Nel corso del 1984, l’amministrazione comunale di Cesena, in un atto di lungimiranza artistica, affidò a un giovane e promettente disegnatore, Andrea Pazienza, la realizzazione di un’opera temporanea destinata a mitigare l’impatto visivo di un impegnativo restauro della fontana cinquecentesca di Piazza del Popolo.
L’iniziativa, apparentemente modesta, si rivelò un episodio cruciale nella traiettoria sia dell’artista che del patrimonio cittadino.
Pazienza, figura poliedrica e innovativa nel panorama artistico italiano, interpretò la commissione con la sua cifra inconfondibile: una tavola a tecnica mista, un affresco dinamico e surreale che vedeva protagonista una versione immaginaria e caricaturale dell’equisportiva scultura di Zanardi, originariamente posta in piazza.
L’opera, concepita come un intervento effimero, un “velo” temporaneo da rimuovere al termine dei lavori di restauro, si configurava come un ponte tra la tradizione monumentale e l’esplosione creativa di una generazione in fermento.
Il destino della tavola, tuttavia, fu incerto.
Al termine del restauro, l’opera venne giudicata superflua, destinata ad essere smaltita come rifiuto.
Solo l’intervento tempestivo e sensibile di un cittadino, un giovane appassionato d’arte, permise di sottrarre la tavola dallo smaltimento, preservandola dall’oblio e riconoscendone il valore intrinseco.
Oggi, quell’opera, che testimonia un momento significativo nel percorso artistico di Andrea Pazienza e nel tessuto urbano di Cesena, si erge a testimonianza di un gesto di salvaguardia culturale e di un’inattesa eredità artistica.
Esposta con orgoglio al MAXXI di L’Aquila, nell’ambito di una mostra monografica dedicata all’artista, la tavola dello ‘Zanardi equestre’ non è solo un’opera d’arte a sé stante, ma un simbolo della capacità di un gesto individuale di contrastare la superficialità, di valorizzare il talento emergente e di restituire alla comunità un pezzo di storia e di creatività.
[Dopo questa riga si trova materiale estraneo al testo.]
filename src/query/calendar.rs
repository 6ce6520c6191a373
use chrono::{Datelike, NaiveDate};
use rust_decimal::Decimal;

use crate::models::Transaction;

#[derive(Debug, Clone, Copy, PartialEq, Eq)]
pub(crate) enum Tone {
    Income,
    Expense,
}

#[derive(Debug, Clone, PartialEq)]
pub(crate) struct CalendarEvent {
    pub title: String,
    pub date: NaiveDate,
    pub tone: Tone,
}

/// One event per transaction, in ledger order.
pub(crate) fn calendar_events(ledger: &[Transaction]) -> Vec<CalendarEvent> {
    ledger
        .iter()
        .filter_map(|txn| {
            let date = txn.parsed_date()?;
            let tone = if txn.amount < Decimal::ZERO {
                Tone::Expense
            } else {
                Tone::Income
            };
            let sign = if tone == Tone::Expense { "-" } else { "+" };
            Some(CalendarEvent {
                title: format!("{} ({sign}{})", txn.text, txn.abs_amount()),
                date,
                tone,
            })
        })
        .collect()
}

pub(crate) fn events_in_month(events: &[CalendarEvent], year: i32, month: u32) -> Vec<&CalendarEvent> {
    events
        .iter()
        .filter(|e| e.date.year() == year && e.date.month() == month)
        .collect()
}
//! Derived, read-only views over the ledger.

mod calendar;
mod chart;

use rust_decimal::Decimal;

use crate::models::Transaction;

pub(crate) use calendar::{calendar_events, events_in_month, CalendarEvent, Tone};
pub(crate) use chart::{month_label, monthly_buckets, MonthBucket};

/// Free-text search plus an exact-date filter. Empty fields match everything.
#[derive(Debug, Clone, Default, PartialEq, Eq)]
pub(crate) struct Filter {
    pub search: String,
    pub date: String,
}

impl Filter {
    pub(crate) fn new(search: impl Into<String>, date: impl Into<String>) -> Self {
        Self {
            search: search.into(),
            date: date.into(),
        }
    }

    pub(crate) fn is_empty(&self) -> bool {
        self.search.is_empty() && self.date.is_empty()
    }

    pub(crate) fn matches(&self, txn: &Transaction) -> bool {
        let search_ok = self.search.is_empty() || {
            let needle = self.search.to_lowercase();
            txn.text.to_lowercase().contains(&needle)
                || txn.category.to_lowercase().contains(&needle)
        };
        let date_ok = self.date.is_empty() || txn.date == self.date;
        search_ok && date_ok
    }

    /// Matching transactions in ledger order.
    pub(crate) fn apply<'a, I>(&self, ledger: I) -> Vec<&'a Transaction>
    where
        I: IntoIterator<Item = &'a Transaction>,
    {
        ledger.into_iter().filter(|t| self.matches(t)).collect()
    }
}

#[derive(Debug, Clone, Copy, Default, PartialEq, Eq)]
pub(crate) struct Totals {
    pub net: Decimal,
    pub income: Decimal,
    /// Positive magnitude of all expenses.
    pub expense: Decimal,
}

impl Totals {
    /// Two-decimal display values, rounded only here.
    pub(crate) fn rounded(&self) -> Self {
        Self {
            net: self.net.round_dp(2),
            income: self.income.round_dp(2),
            expense: self.expense.round_dp(2),
        }
    }
}

pub(crate) fn aggregate<'a, I>(view: I) -> Totals
where
    I: IntoIterator<Item = &'a Transaction>,
{
    let mut totals = Totals::default();
    for txn in view {
        totals.net = totals.net.saturating_add(txn.amount);
        if txn.amount > Decimal::ZERO {
            totals.income = totals.income.saturating_add(txn.amount);
        } else if txn.amount < Decimal::ZERO {
            totals.expense = totals.expense.saturating_add(txn.amount.abs());
        }
    }
    totals
}

#[cfg(test)]
mod tests;
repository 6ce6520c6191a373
//! The single stateful store behind every screen and command.
//!
//! A [`Ledger`] owns the ordered transactions and the category budget map,
//! loaded once from [`Storage`] at startup. Every mutation rewrites both
//! payloads before returning.

mod error;
mod intent;

use rust_decimal::Decimal;
use serde::de::DeserializeOwned;
use std::collections::BTreeSet;
use std::str::FromStr;

use crate::budget::{self, BudgetWarning};
use crate::db::{Storage, KEY_BUDGETS, KEY_THEME, KEY_TRANSACTIONS};
use crate::models::{
    canonical_category, BudgetMap, ThemePreference, Transaction, TxnType, FALLBACK_CATEGORY,
    MAX_AMOUNT,
};

pub(crate) use error::{LedgerError, Result, ValidationError};
pub(crate) use intent::{Answer, ConfirmGate, Intent, Outcome};

/// Raw user input for a new entry. `amount` is the unsigned magnitude as typed.
#[derive(Debug, Clone, PartialEq)]
pub(crate) struct NewTransaction {
    pub text: String,
    pub amount: String,
    pub kind: TxnType,
    pub category: String,
    pub date: String,
}

/// Result of an operation guarded by a [`ConfirmGate`].
#[derive(Debug, Clone, PartialEq)]
pub(crate) enum Gated<T> {
    Declined,
    Done(T),
}

pub(crate) struct Ledger {
    storage: Box<dyn Storage>,
    transactions: Vec<Transaction>,
    budgets: BudgetMap,
    theme: ThemePreference,
}

impl Ledger {
    /// Build the store from whatever is persisted. Absent or unreadable
    /// payloads become empty collections.
    pub(crate) fn load(storage: Box<dyn Storage>) -> Self {
        let transactions: Vec<Transaction> = read_payload(storage.as_ref(), KEY_TRANSACTIONS);
        let budgets: BudgetMap = read_payload(storage.as_ref(), KEY_BUDGETS);
        let theme = read_theme(storage.as_ref());
        tracing::info!(
            transactions = transactions.len(),
            budgets = budgets.len(),
            %theme,
            "ledger loaded"
        );
        Self {
            storage,
            transactions,
            budgets,
            theme,
        }
    }

    /// Write the transactions and budgets payloads together.
    pub(crate) fn persist(&mut self) -> Result<()> {
        let transactions = serde_json::to_string(&self.transactions)?;
        let budgets = serde_json::to_string(&self.budgets)?;
        self.storage.set_many(&[
            (KEY_TRANSACTIONS, transactions),
            (KEY_BUDGETS, budgets),
        ])?;
        tracing::debug!(
            transactions = self.transactions.len(),
            budgets = self.budgets.len(),
            "ledger persisted"
        );
        Ok(())
    }

    // ── Read API ──────────────────────────────────────────────

    pub(crate) fn transactions(&self) -> &[Transaction] {
        &self.transactions
    }

    pub(crate) fn budgets(&self) -> &BudgetMap {
        &self.budgets
    }

    pub(crate) fn get(&self, id: i64) -> Option<&Transaction> {
        self.transactions.iter().find(|t| t.id == id)
    }

    pub(crate) fn len(&self) -> usize {
        self.transactions.len()
    }

    pub(crate) fn is_empty(&self) -> bool {
        self.transactions.is_empty()
    }

    pub(crate) fn theme(&self) -> ThemePreference {
        self.theme
    }

    // ── Transactions ──────────────────────────────────────────

    pub(crate) fn add_transaction(&mut self, new: NewTransaction) -> Result<Transaction> {
        let text = new.text.trim();
        if text.is_empty() {
            return Err(ValidationError::EmptyText.into());
        }

        let amount_raw = new.amount.trim();
        if amount_raw.is_empty() {
            return Err(ValidationError::EmptyAmount.into());
        }
        let magnitude = Decimal::from_str(amount_raw)
            .map_err(|_| ValidationError::InvalidAmount(amount_raw.to_string()))?;
        if magnitude.is_zero() || magnitude.abs() > MAX_AMOUNT {
            return Err(ValidationError::InvalidAmount(amount_raw.to_string()).into());
        }

        let date_raw = new.date.trim();
        if date_raw.is_empty() {
            return Err(ValidationError::EmptyDate.into());
        }
        let date = chrono::NaiveDate::parse_from_str(date_raw, "%Y-%m-%d")
            .map_err(|_| ValidationError::InvalidDate(date_raw.to_string()))?;

        let category = match normalize_category(&new.category) {
            Some(c) => c,
            None => FALLBACK_CATEGORY.to_string(),
        };

        let txn = Transaction {
            id: self.next_id(),
            text: text.to_string(),
            amount: new.kind.signed(magnitude),
            kind: new.kind,
            category,
            date: date.format("%Y-%m-%d").to_string(),
        };

        self.transactions.push(txn.clone());
        if let Err(e) = self.persist() {
            self.transactions.pop();
            return Err(e);
        }
        tracing::debug!(id = txn.id, amount = %txn.amount, category = %txn.category, "transaction added");
        Ok(txn)
    }

    /// Remove the entry with `id`. Unknown ids are not an error.
    pub(crate) fn remove_transaction(&mut self, id: i64) -> Result<Option<Transaction>> {
        let Some(idx) = self.transactions.iter().position(|t| t.id == id) else {
            tracing::debug!(id, "transaction not found");
            return Ok(None);
        };
        let removed = self.transactions.remove(idx);
        if let Err(e) = self.persist() {
            self.transactions.insert(idx, removed);
            return Err(e);
        }
        tracing::debug!(id, "transaction removed");
        Ok(Some(removed))
    }

    /// Drop every transaction after confirmation. Budgets are kept.
    pub(crate) fn clear_all(&mut self, gate: &mut dyn ConfirmGate) -> Result<Gated<usize>> {
        let prompt = Intent::ClearAll.confirmation_prompt().unwrap_or_default();
        if !gate.confirm(&prompt) {
            return Ok(Gated::Declined);
        }
        let previous = std::mem::take(&mut self.transactions);
        if let Err(e) = self.persist() {
            self.transactions = previous;
            return Err(e);
        }
        let count = previous.len();
        tracing::info!(count, "cleared all transactions");
        Ok(Gated::Done(count))
    }

    /// Ids derive from wall-clock milliseconds, bumped past the current
    /// maximum when the clock has not advanced.
    fn next_id(&self) -> i64 {
        let now = chrono::Utc::now().timestamp_millis();
        match self.transactions.iter().map(|t| t.id).max() {
            Some(max) if now <= max => max + 1,
            _ => now,
        }
    }

    // ── Budgets ───────────────────────────────────────────────

    pub(crate) fn set_limit(&mut self, category: &str, amount: &str) -> Result<Decimal> {
        let category = normalize_category(category).ok_or(ValidationError::EmptyCategory)?;
        let limit = budget::parse_limit(amount)?;
        let previous = self.budgets.insert(category.clone(), limit);
        if let Err(e) = self.persist() {
            match previous {
                Some(old) => self.budgets.insert(category, old),
                None => self.budgets.remove(&category),
            };
            return Err(e);
        }
        tracing::debug!(%category, %limit, "budget set");
        Ok(limit)
    }

    /// Remove a limit after confirmation. A missing limit is a no-op.
    pub(crate) fn remove_limit(
        &mut self,
        category: &str,
        gate: &mut dyn ConfirmGate,
    ) -> Result<Gated<Option<Decimal>>> {
        let category = normalize_category(category).unwrap_or_default();
        let prompt = Intent::RemoveBudget(category.clone())
            .confirmation_prompt()
            .unwrap_or_default();
        if !gate.confirm(&prompt) {
            return Ok(Gated::Declined);
        }
        let removed = self.budgets.remove(&category);
        if let Some(old) = removed {
            if let Err(e) = self.persist() {
                self.budgets.insert(category, old);
                return Err(e);
            }
        }
        tracing::debug!(%category, found = removed.is_some(), "budget removed");
        Ok(Gated::Done(removed))
    }

    pub(crate) fn spent_in_category(&self, category: &str) -> Decimal {
        budget::spent_in_category(&self.transactions, category)
    }

    pub(crate) fn over_budget_categories(&self) -> BTreeSet<String> {
        budget::over_budget_categories(&self.transactions, &self.budgets)
    }

    pub(crate) fn check_and_notify(&self, category: &str) -> Option<BudgetWarning> {
        budget::check_and_notify(&self.transactions, &self.budgets, category)
    }

    // ── Theme ─────────────────────────────────────────────────

    pub(crate) fn set_theme(&mut self, theme: ThemePreference) -> Result<()> {
        self.storage
            .set(KEY_THEME, &serde_json::to_string(&theme)?)?;
        self.theme = theme;
        tracing::debug!(%theme, "theme saved");
        Ok(())
    }

    // ── Intents ───────────────────────────────────────────────

    /// Handle a typed intent from a presentation layer.
    pub(crate) fn apply(&mut self, intent: Intent, gate: &mut dyn ConfirmGate) -> Result<Outcome> {
        match intent {
            Intent::AddTransaction(new) => {
                let transaction = self.add_transaction(new)?;
                let over_budget = self.check_and_notify(&transaction.category);
                Ok(Outcome::Added {
                    transaction,
                    over_budget,
                })
            }
            Intent::DeleteTransaction(id) => Ok(Outcome::Deleted(self.remove_transaction(id)?)),
            Intent::ClearAll => Ok(match self.clear_all(gate)? {
                Gated::Declined => Outcome::Declined,
                Gated::Done(_) => Outcome::Cleared,
            }),
            Intent::SetBudget { category, amount } => {
                let limit = self.set_limit(&category, &amount)?;
                let category = normalize_category(&category).unwrap_or(category);
                let over_budget = self.check_and_notify(&category);
                Ok(Outcome::BudgetSet {
                    category,
                    limit,
                    over_budget,
                })
            }
            Intent::RemoveBudget(category) => Ok(match self.remove_limit(&category, gate)? {
                Gated::Declined => Outcome::Declined,
                Gated::Done(removed) => Outcome::BudgetRemoved(removed),
            }),
        }
    }

    #[cfg(test)]
    pub(crate) fn storage(&self) -> &dyn Storage {
        self.storage.as_ref()
    }
}

/// Trim a category and map it onto the default spelling when it matches one.
fn normalize_category(raw: &str) -> Option<String> {
    let trimmed = raw.trim();
    if trimmed.is_empty() {
        return None;
    }
    Some(
        canonical_category(trimmed)
            .map(str::to_string)
            .unwrap_or_else(|| trimmed.to_string()),
    )
}

fn read_payload<T: DeserializeOwned + Default>(storage: &dyn Storage, key: &str) -> T {
    let raw = match storage.get(key) {
        Ok(Some(raw)) => raw,
        Ok(None) => return T::default(),
        Err(e) => {
            tracing::warn!(key, error = %e, "could not read payload, starting empty");
            return T::default();
        }
    };
    match serde_json::from_str(&raw) {
        Ok(value) => value,
        Err(e) => {
            tracing::warn!(key, error = %e, "malformed payload, starting empty");
            T::default()
        }
    }
}

/// Accepts both a JSON string (`"dark"`) and a bare word (`dark`).
fn read_theme(storage: &dyn Storage) -> ThemePreference {
    match storage.get(KEY_THEME) {
        Ok(Some(raw)) => serde_json::from_str(&raw)
            .ok()
            .or_else(|| ThemePreference::parse(&raw))
            .unwrap_or_default(),
        _ => ThemePreference::default(),
    }
}
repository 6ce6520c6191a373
pub(crate) const SCHEMA_V1: &str = r#"
CREATE TABLE IF NOT EXISTS schema_version (
    version INTEGER NOT NULL
);

CREATE TABLE IF NOT EXISTS kv (
    key         TEXT PRIMARY KEY,
    value       TEXT NOT NULL,
    updated_at  TEXT NOT NULL
);
"#;

pub(crate) const CURRENT_VERSION: i32 = 1;

/// Migrations from version N to N+1.
/// Each entry is (from_version, sql).
pub(crate) const MIGRATIONS: &[(i32, &str)] = &[];
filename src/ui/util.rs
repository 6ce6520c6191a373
use rust_decimal::Decimal;

/// Format a decimal amount with a currency symbol, thousand separators and
/// 2 decimal places. e.g. `(-1234567.891, "₹")` → `"-₹1,234,567.89"`
pub(crate) fn format_amount(val: Decimal, symbol: &str) -> String {
    let rounded = val.round_dp(2);
    let formatted = format!("{:.2}", rounded.abs());
    let mut parts = formatted.split('.');
    let int_part = parts.next().unwrap_or("0");
    let dec_part = parts.next().unwrap_or("00");

    let with_commas: String = int_part
        .as_bytes()
        .rchunks(3)
        .rev()
        .map(|chunk| std::str::from_utf8(chunk).unwrap_or(""))
        .collect::<Vec<_>>()
        .join(",");

    if rounded < Decimal::ZERO {
        format!("-{symbol}{with_commas}.{dec_part}")
    } else {
        format!("{symbol}{with_commas}.{dec_part}")
    }
}

/// Like [`format_amount`] but always shows a leading `+` for positive values.
pub(crate) fn format_signed(val: Decimal, symbol: &str) -> String {
    if val > Decimal::ZERO {
        format!("+{}", format_amount(val, symbol))
    } else {
        format_amount(val, symbol)
    }
}

/// Truncate a string to `max` visible characters, appending "…" if truncated.
/// Safe for multi-byte UTF-8 characters.
pub(crate) fn truncate(s: &str, max: usize) -> String {
    if max == 0 {
        return String::new();
    }
    let char_count = s.chars().count();
    if char_count <= max {
        return s.to_string();
    }
    let truncated: String = s.chars().take(max.saturating_sub(1)).collect();
    format!("{truncated}…")
}

/// Move a list cursor down by one, adjusting scroll to keep cursor visible.
pub(crate) fn scroll_down(index: &mut usize, scroll: &mut usize, len: usize, page: usize) {
    if *index + 1 < len {
        *index += 1;
        if *index >= *scroll + page {
            *scroll = index.saturating_sub(page.saturating_sub(1));
        }
    }
}

/// Move a list cursor up by one, adjusting scroll to keep cursor visible.
pub(crate) fn scroll_up(index: &mut usize, scroll: &mut usize) {
    *index = index.saturating_sub(1);
    if *index < *scroll {
        *scroll = *index;
    }
}

pub(crate) fn scroll_to_bottom(index: &mut usize, scroll: &mut usize, len: usize, page: usize) {
    if len > 0 {
        *index = len - 1;
        *scroll = index.saturating_sub(page.saturating_sub(1));
    }
}

/// Clamp a cursor after the list it points into shrank.
pub(crate) fn clamp_cursor(index: &mut usize, scroll: &mut usize, len: usize) {
    if *index >= len {
        *index = len.saturating_sub(1);
    }
    if *scroll > *index {
        *scroll = *index;
    }
}
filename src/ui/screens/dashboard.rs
use ratatui::{
    layout::{Constraint, Direction, Layout, Rect},
    style::{Color, Modifier, Style},
    text::{Line, Span},
    widgets::{Bar, BarChart, BarGroup, Block, Borders, Paragraph, Wrap},
    Frame,
};
use rust_decimal::prelude::ToPrimitive;
use rust_decimal::Decimal;

use crate::query::month_label;
use crate::ui::app::App;
use crate::ui::theme::Palette;
use crate::ui::util::format_amount;

/// Most recent months shown in the chart.
const CHART_MONTHS: usize = 6;

pub(crate) fn render(f: &mut Frame, area: Rect, app: &App, p: &Palette) {
    let chunks = Layout::default()
        .direction(Direction::Vertical)
        .constraints([
            Constraint::Length(7), // Summary cards
            Constraint::Length(4), // Quote
            Constraint::Min(8),    // Monthly chart
        ])
        .split(area);

    render_summary_cards(f, chunks[0], app, p);
    render_quote(f, chunks[1], app, p);
    render_monthly_chart(f, chunks[2], app, p);
}

fn render_summary_cards(f: &mut Frame, area: Rect, app: &App, p: &Palette) {
    let cards = Layout::default()
        .direction(Direction::Horizontal)
        .constraints([
            Constraint::Ratio(1, 3),
            Constraint::Ratio(1, 3),
            Constraint::Ratio(1, 3),
        ])
        .split(area);

    let totals = app.totals.rounded();
    let income_count = app.view.iter().filter(|t| t.is_income()).count();
    let expense_count = app.view.iter().filter(|t| t.is_expense()).count();

    let balance_color = if totals.net >= Decimal::ZERO {
        p.green
    } else {
        p.red
    };
    let balance_sub = if app.filter().is_empty() {
        format!("{} txns", app.view.len())
    } else {
        format!("{} of {} txns (filtered)", app.view.len(), app.ledger_len)
    };

    render_card(f, cards[0], p, "Balance", totals.net, balance_color, balance_sub, &app.currency);
    render_card(
        f,
        cards[1],
        p,
        "Income",
        totals.income,
        p.green,
        format!("{income_count} txns"),
        &app.currency,
    );
    render_card(
        f,
        cards[2],
        p,
        "Expense",
        totals.expense,
        p.red,
        format!("{expense_count} txns"),
        &app.currency,
    );
}

#[allow(clippy::too_many_arguments)]
fn render_card(
    f: &mut Frame,
    area: Rect,
    p: &Palette,
    title: &str,
    amount: Decimal,
    color: Color,
    subtitle: String,
    currency: &str,
) {
    let block = Block::default()
        .borders(Borders::ALL)
        .border_style(p.border_style())
        .title(Span::styled(format!(" {title} "), p.title_style()));

    let text = Paragraph::new(vec![
        Line::from(""),
        Line::from(Span::styled(
            format_amount(amount, currency),
            Style::default().fg(color).add_modifier(Modifier::BOLD),
        )),
        Line::from(Span::styled(subtitle, p.dim_style())),
    ])
    .centered()
    .block(block);

    f.render_widget(text, area);
}

fn render_quote(f: &mut Frame, area: Rect, app: &App, p: &Palette) {
    let quote = Paragraph::new(Line::from(Span::styled(
        app.quote,
        Style::default().fg(p.text).add_modifier(Modifier::ITALIC),
    )))
    .wrap(Wrap { trim: true })
    .centered()
    .block(
        Block::default()
            .borders(Borders::ALL)
            .border_style(p.border_style())
            .title(Span::styled(" Quote of the day ", p.title_style())),
    );
    f.render_widget(quote, area);
}

fn render_monthly_chart(f: &mut Frame, area: Rect, app: &App, p: &Palette) {
    let block = Block::default()
        .borders(Borders::ALL)
        .border_style(p.border_style())
        .title(Span::styled(" Monthly Income vs Expenses ", p.title_style()));

    if app.months.is_empty() {
        let msg = Paragraph::new(vec![
            Line::from(""),
            Line::from(Span::styled("No transactions to display", p.dim_style())),
        ])
        .centered()
        .block(block);
        f.render_widget(msg, area);
        return;
    }

    let skip = app.months.len().saturating_sub(CHART_MONTHS);
    let mut chart = BarChart::default()
        .block(block)
        .bar_width(7)
        .bar_gap(1)
        .group_gap(3)
        .value_style(Style::default().fg(p.header_bg).add_modifier(Modifier::BOLD));

    for (key, bucket) in app.months.iter().skip(skip) {
        let bars = [
            Bar::default()
                .value(bucket.income.round().to_u64().unwrap_or(0))
                .text_value(compact(bucket.income))
                .style(Style::default().fg(p.green)),
            Bar::default()
                .value(bucket.expense.round().to_u64().unwrap_or(0))
                .text_value(compact(bucket.expense))
                .style(Style::default().fg(p.red)),
        ];
        chart = chart.data(
            BarGroup::default()
                .label(Line::from(month_label(key)).centered())
                .bars(&bars),
        );
    }

    f.render_widget(chart, area);
}

/// Short bar label: `950`, `12.4k`, `3.1M`.
fn compact(val: Decimal) -> String {
    let v = val.to_f64().unwrap_or(0.0);
    if v >= 1_000_000.0 {
        format!("{:.1}M", v / 1_000_000.0)
    } else if v >= 10_000.0 {
        format!("{:.0}k", v / 1_000.0)
    } else if v >= 1_000.0 {
        format!("{:.1}k", v / 1_000.0)
    } else {
        format!("{v:.0}")
    }
}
L’episodio illustra come l’arte, anche quella nata per un contesto transitorio, possa assumere un significato duraturo e diventare patrimonio collettivo, alimentando la memoria e stimolando nuove interpretazioni.
Rappresenta, in definitiva, un piccolo ma eloquente esempio di come l’incontro tra arte pubblica, amministrazione e sensibilità civica possa generare risultati inaspettati e arricchire il patrimonio culturale di un territorio.